For mothers with confirmed COVID-19, the Centers for Disease Control and Prevention advises that infants be isolated from them, which understandably is not ideal. That could mean drawing a curtain between the mother and newborn and keeping them at least six feet apart. The CDC suggests continuing that separation until 72 hours after the mother's fever is gone. If no other healthy adult is present in the room to care for the newborn, a mother who has confirmed or suspected COVID-19 should put on a facemask and practice hand hygiene before each feeding or other close contact with her newborn.
Is home birth safer than a hospital right now?
If a woman chooses to have her baby in a hospital or birthing center, she will have a dedicated team of health care providers trained to protect her and her baby from COVID-19 and handle any unforeseen complications. There is some concern regarding person-to-person exposure with COVID-19 in a home birth setting due to fewer restrictions on visitors. Although the ACOG has not made a statement specifically on this risk, the United Kingdom's Royal College of Obstetricians and Gynaecologists has a statement advising against home birth for women who have been exposed to COVID-19.
Can I breastfeed my baby if I have COVID-19?

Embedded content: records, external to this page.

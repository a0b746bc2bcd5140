use anyhow::Context;
use sqlx::{postgres::PgPoolOptions, PgPool};
use tracing::info;

use crate::config::AppConfig;

/// Postgres-backed implementation of every repository trait.
#[derive(Clone)]
pub struct PgStore {
    pub(crate) pool: PgPool,
}

impl PgStore {
    pub fn new(pool: PgPool) -> Self {
        Self { pool }
    }

    /// Connects with the configured pool size and applies pending migrations.
    pub async fn connect(config: &AppConfig) -> anyhow::Result<Self> {
        let url = config
            .database_url
            .as_deref()
            .context("DATABASE_URL is not set")?;
        let pool = PgPoolOptions::new()
            .max_connections(config.db_max_connections)
            .connect(url)
            .await
            .context("connect to database")?;
        info!(max_connections = config.db_max_connections, "database pool ready");

        sqlx::migrate!("./migrations")
            .run(&pool)
            .await
            .context("run migrations")?;
        info!("migrations applied");
        Ok(Self::new(pool))
    }
}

In limited cases reported to date, no evidence of virus has been found in the breast milk of women infected with COVID-19; however, precautions are still recommended. Breastfeeding is encouraged and is a potentially important source of antibody protection for the infant. The CDC recommends that during temporary separation, women who intend to breastfeed should be encouraged to pump their breast milk to establish and maintain milk supply. The mother should wash her hands before touching any pump or bottle parts. If possible, it is also recommended to have someone who is healthy feed the infant.
Having a child is a momentous occasion that should be celebrated, including during a pandemic. Do your part to keep yourself healthy. Wash your hands, maintain social distance and keep in close contact with your health care providers throughout the pregnancy. It may not be what you envisioned, but you will have quite a story to tell your children.
Hector Chapa is Clinical Assistant Professor, Director of Interprofessional Education, College of Medicine, Texas A&M University.